Reproduce the opening lines of the records exactly, please, stopping after the line that contains "baseline role rank.".

Collected data:
* * * * * * * * *
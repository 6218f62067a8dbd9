//! Port contracts for notification persistence.

mod repository;

pub use repository::{
    NotificationFilter, NotificationRepository, NotificationRepositoryError,
    NotificationRepositoryResult,
};
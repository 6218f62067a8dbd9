//! Per-user capability grants beyond baseline role rank.

use serde::{Deserialize, Serialize};
use std::fmt;

/// A grant permitting an action beyond what role rank alone allows.
///
/// The list is closed: authorization logic is expressed as set containment
/// over these variants, so adding a capability is a data change rather than
/// a schema change.
#[derive(Debug, Clone, Copy, PartialEq, Eq, Hash, Serialize, Deserialize)]
#[serde(rename_all = "snake_case")]
pub enum Capability {
    /// May create tasks regardless of role rank.
    CreateTasks,
    /// May create receives and set their disposition.
    ManageReceives,
    /// May acknowledge or reject completed tasks.
    ApproveCompletions,
    /// May revert closed tasks back into progress.
    RevertCompletions,
}

impl Capability {
    /// All capabilities in declaration order.
    pub const ALL: [Self; 4] = [
        Self::CreateTasks,
        Self::ManageReceives,
        Self::ApproveCompletions,
        Self::RevertCompletions,
    ];

    const fn bit(self) -> u8 {
        match self {
            Self::CreateTasks => 1,
            Self::ManageReceives => 1 << 1,
            Self::ApproveCompletions => 1 << 2,
            Self::RevertCompletions => 1 << 3,
        }
    }

    /// Returns the canonical storage representation.
    #[must_use]
    pub const fn as_str(self) -> &'static str {
        match self {
            Self::CreateTasks => "create_tasks",
            Self::ManageReceives => "manage_receives",
            Self::ApproveCompletions => "approve_completions",
            Self::RevertCompletions => "revert_completions",
        }
    }
}

impl fmt::Display for Capability {
    fn fmt(&self, f: &mut fmt::Formatter<'_>) -> fmt::Result {
        f.write_str(self.as_str())
    }
}

/// Set of capability grants held by one user.
#[derive(Debug, Clone, Copy, PartialEq, Eq, Default)]
pub struct CapabilitySet(u8);

impl CapabilitySet {
    /// Creates an empty capability set.
    #[must_use]
    pub const fn empty() -> Self {
        Self(0)
    }

    /// Returns a copy of this set with the capability granted.
    #[must_use]
    pub const fn with(self, capability: Capability) -> Self {
        Self(self.0 | capability.bit())
    }

    /// Grants a capability in place.
    pub const fn grant(&mut self, capability: Capability) {
        self.0 |= capability.bit();
    }

    /// Revokes a capability in place.
    pub const fn revoke(&mut self, capability: Capability) {
        self.0 &= !capability.bit();
    }

    /// Returns whether the capability is granted.
    #[must_use]
    pub const fn contains(self, capability: Capability) -> bool {
        self.0 & capability.bit() != 0
    }

    /// Returns whether no capabilities are granted.
    #[must_use]
    pub const fn is_empty(self) -> bool {
        self.0 == 0
    }
}

impl FromIterator<Capability> for CapabilitySet {
    fn from_iter<I: IntoIterator<Item = Capability>>(iter: I) -> Self {
        let mut set = Self::empty();
        for capability in iter {
            set.grant(capability);
        }
        set
    }
}
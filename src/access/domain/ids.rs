//! Identifier types shared by the authorization model.

use serde::{Deserialize, Serialize};
use std::fmt;
use uuid::Uuid;

/// Unique identifier for a user account.
///
/// The engine never creates users itself; identifiers arrive from the
/// identity collaborator already resolved.
#[derive(Debug, Clone, Copy, PartialEq, Eq, Hash, Serialize, Deserialize)]
#[serde(transparent)]
pub struct UserId(Uuid);

impl UserId {
    /// Creates a new random user identifier.
    #[must_use]
    pub fn new() -> Self {
        Self(Uuid::new_v4())
    }

    /// Creates a user identifier from an existing UUID.
    #[must_use]
    pub const fn from_uuid(uuid: Uuid) -> Self {
        Self(uuid)
    }

    /// Returns the wrapped UUID.
    #[must_use]
    pub const fn into_inner(self) -> Uuid {
        self.0
    }
}

impl Default for UserId {
    fn default() -> Self {
        Self::new()
    }
}

impl AsRef<Uuid> for UserId {
    fn as_ref(&self) -> &Uuid {
        &self.0
    }
}

impl fmt::Display for UserId {
    fn fmt(&self, f: &mut fmt::Formatter<'_>) -> fmt::Result {
        write!(f, "{}", self.0)
    }
}
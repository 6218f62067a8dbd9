//! Unit tests for the authorization model.

mod actor_tests;
mod capability_tests;
mod role_tests;
//! `PostgreSQL` adapter for notification persistence.

mod models;
mod repository;
mod schema;

pub use repository::{NotificationPgPool, PostgresNotificationRepository};
//! Unit tests for actor policy checks.

use crate::access::domain::{Actor, Capability, CapabilitySet, Role, UserId};
use rstest::rstest;

fn actor(role: Role, capabilities: CapabilitySet) -> Actor {
    Actor::new(UserId::new(), role, capabilities)
}

#[rstest]
#[case(Role::Employee, false, false)]
#[case(Role::Employee, true, true)]
#[case(Role::Superadmin, false, true)]
#[case(Role::Director, false, false)]
fn revert_requires_grant_unless_superadmin(
    #[case] role: Role,
    #[case] granted: bool,
    #[case] expected: bool,
) {
    let capabilities = if granted {
        CapabilitySet::empty().with(Capability::RevertCompletions)
    } else {
        CapabilitySet::empty()
    };
    assert_eq!(actor(role, capabilities).can_revert_task(), expected);
}

#[rstest]
#[case(Role::Employee, false, false)]
#[case(Role::Incharge, true, true)]
#[case(Role::Superadmin, false, true)]
fn acknowledge_follows_same_override_pattern(
    #[case] role: Role,
    #[case] granted: bool,
    #[case] expected: bool,
) {
    let capabilities = if granted {
        CapabilitySet::empty().with(Capability::ApproveCompletions)
    } else {
        CapabilitySet::empty()
    };
    assert_eq!(actor(role, capabilities).can_acknowledge_task(), expected);
}

#[rstest]
#[case(Role::Employee, false, false)]
#[case(Role::Employee, true, true)]
#[case(Role::Manager, false, true)]
#[case(Role::Director, false, true)]
fn create_tasks_accepts_grant_or_manager_rank(
    #[case] role: Role,
    #[case] granted: bool,
    #[case] expected: bool,
) {
    let capabilities = if granted {
        CapabilitySet::empty().with(Capability::CreateTasks)
    } else {
        CapabilitySet::empty()
    };
    assert_eq!(actor(role, capabilities).can_create_tasks(), expected);
}

#[rstest]
#[case(Role::Superadmin, false, true)]
#[case(Role::Director, false, false)]
#[case(Role::Employee, true, true)]
fn manage_receives_accepts_superadmin_or_grant(
    #[case] role: Role,
    #[case] granted: bool,
    #[case] expected: bool,
) {
    let capabilities = if granted {
        CapabilitySet::empty().with(Capability::ManageReceives)
    } else {
        CapabilitySet::empty()
    };
    assert_eq!(actor(role, capabilities).can_manage_receives(), expected);
}
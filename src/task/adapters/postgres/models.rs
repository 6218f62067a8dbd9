//! Diesel row models for task persistence.

use super::schema::{task_actions, task_history, tasks};
use chrono::{DateTime, Utc};
use diesel::prelude::*;

/// Query result row for task records.
#[derive(Debug, Clone, Queryable, Selectable)]
#[diesel(table_name = tasks)]
#[diesel(check_for_backend(diesel::pg::Pg))]
pub struct TaskRow {
    /// Task identifier.
    pub id: uuid::Uuid,
    /// Record number.
    pub record_number: i64,
    /// Title.
    pub title: String,
    /// Optional description.
    pub description: Option<String>,
    /// Optional priority reference.
    pub priority_id: Option<uuid::Uuid>,
    /// Optional complexity reference.
    pub complexity_id: Option<uuid::Uuid>,
    /// Optional workcenter reference.
    pub workcenter_id: Option<uuid::Uuid>,
    /// Lifecycle status.
    pub status: String,
    /// Current assignee, if any.
    pub assigned_to: Option<uuid::Uuid>,
    /// Creating user.
    pub created_by: uuid::Uuid,
    /// Originating receive, if any.
    pub receive_id: Option<uuid::Uuid>,
    /// Creation timestamp.
    pub created_at: DateTime<Utc>,
    /// Last lifecycle timestamp.
    pub updated_at: DateTime<Utc>,
}

/// Insert model for task records.
#[derive(Debug, Clone, Insertable)]
#[diesel(table_name = tasks)]
pub struct NewTaskRow {
    /// Task identifier.
    pub id: uuid::Uuid,
    /// Record number.
    pub record_number: i64,
    /// Title.
    pub title: String,
    /// Optional description.
    pub description: Option<String>,
    /// Optional priority reference.
    pub priority_id: Option<uuid::Uuid>,
    /// Optional complexity reference.
    pub complexity_id: Option<uuid::Uuid>,
    /// Optional workcenter reference.
    pub workcenter_id: Option<uuid::Uuid>,
    /// Lifecycle status.
    pub status: String,
    /// Current assignee, if any.
    pub assigned_to: Option<uuid::Uuid>,
    /// Creating user.
    pub created_by: uuid::Uuid,
    /// Originating receive, if any.
    pub receive_id: Option<uuid::Uuid>,
    /// Creation timestamp.
    pub created_at: DateTime<Utc>,
    /// Last lifecycle timestamp.
    pub updated_at: DateTime<Utc>,
}

/// Changeset for the columns a transition may touch.
#[derive(Debug, Clone, AsChangeset)]
#[diesel(table_name = tasks)]
pub struct TaskTransitionChangeset {
    /// New lifecycle status.
    pub status: String,
    /// New assignee, if any.
    pub assigned_to: Option<Option<uuid::Uuid>>,
    /// New lifecycle timestamp.
    pub updated_at: DateTime<Utc>,
}

/// Changeset for the columns an edit may touch.
#[derive(Debug, Clone, AsChangeset)]
#[diesel(table_name = tasks)]
pub struct TaskEditChangeset {
    /// New title.
    pub title: String,
    /// New description.
    pub description: Option<Option<String>>,
    /// New priority reference.
    pub priority_id: Option<Option<uuid::Uuid>>,
    /// New complexity reference.
    pub complexity_id: Option<Option<uuid::Uuid>>,
    /// New workcenter reference.
    pub workcenter_id: Option<Option<uuid::Uuid>>,
    /// New lifecycle timestamp.
    pub updated_at: DateTime<Utc>,
}

/// Query result row for lifecycle actions.
#[derive(Debug, Clone, Queryable, Selectable)]
#[diesel(table_name = task_actions)]
#[diesel(check_for_backend(diesel::pg::Pg))]
pub struct TaskActionRow {
    /// Action identifier.
    pub id: uuid::Uuid,
    /// Task reference.
    pub task_id: uuid::Uuid,
    /// Action category.
    pub kind: String,
    /// Acting user.
    pub actor_id: uuid::Uuid,
    /// Forwarding or assignment target, if any.
    pub target_id: Option<uuid::Uuid>,
    /// Event timestamp.
    pub recorded_at: DateTime<Utc>,
}

/// Insert model for lifecycle actions.
#[derive(Debug, Clone, Insertable)]
#[diesel(table_name = task_actions)]
pub struct NewTaskActionRow {
    /// Action identifier.
    pub id: uuid::Uuid,
    /// Task reference.
    pub task_id: uuid::Uuid,
    /// Action category.
    pub kind: String,
    /// Acting user.
    pub actor_id: uuid::Uuid,
    /// Forwarding or assignment target, if any.
    pub target_id: Option<uuid::Uuid>,
    /// Event timestamp.
    pub recorded_at: DateTime<Utc>,
}

/// Query result row for field-history entries.
#[derive(Debug, Clone, Queryable, Selectable)]
#[diesel(table_name = task_history)]
#[diesel(check_for_backend(diesel::pg::Pg))]
pub struct TaskHistoryRow {
    /// Entry identifier.
    pub id: uuid::Uuid,
    /// Task reference.
    pub task_id: uuid::Uuid,
    /// Edited field name.
    pub field: String,
    /// Previous value.
    pub old_value: Option<String>,
    /// Replacement value.
    pub new_value: Option<String>,
    /// Acting user.
    pub actor_id: uuid::Uuid,
    /// Edit timestamp.
    pub recorded_at: DateTime<Utc>,
}

/// Insert model for field-history entries.
#[derive(Debug, Clone, Insertable)]
#[diesel(table_name = task_history)]
pub struct NewTaskHistoryRow {
    /// Entry identifier.
    pub id: uuid::Uuid,
    /// Task reference.
    pub task_id: uuid::Uuid,
    /// Edited field name.
    pub field: String,
    /// Previous value.
    pub old_value: Option<String>,
    /// Replacement value.
    pub new_value: Option<String>,
    /// Acting user.
    pub actor_id: uuid::Uuid,
    /// Edit timestamp.
    pub recorded_at: DateTime<Utc>,
}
* * * * * * * * *
**FINAL ANSWER**
repository 6218f62067a8dbd9
//! Port contracts for notification persistence.

mod repository;

pub use repository::{
    NotificationFilter, NotificationRepository, NotificationRepositoryError,
    NotificationRepositoryResult,
};
repository 6218f62067a8dbd9
//! Per-user capability grants beyond baseline role rank.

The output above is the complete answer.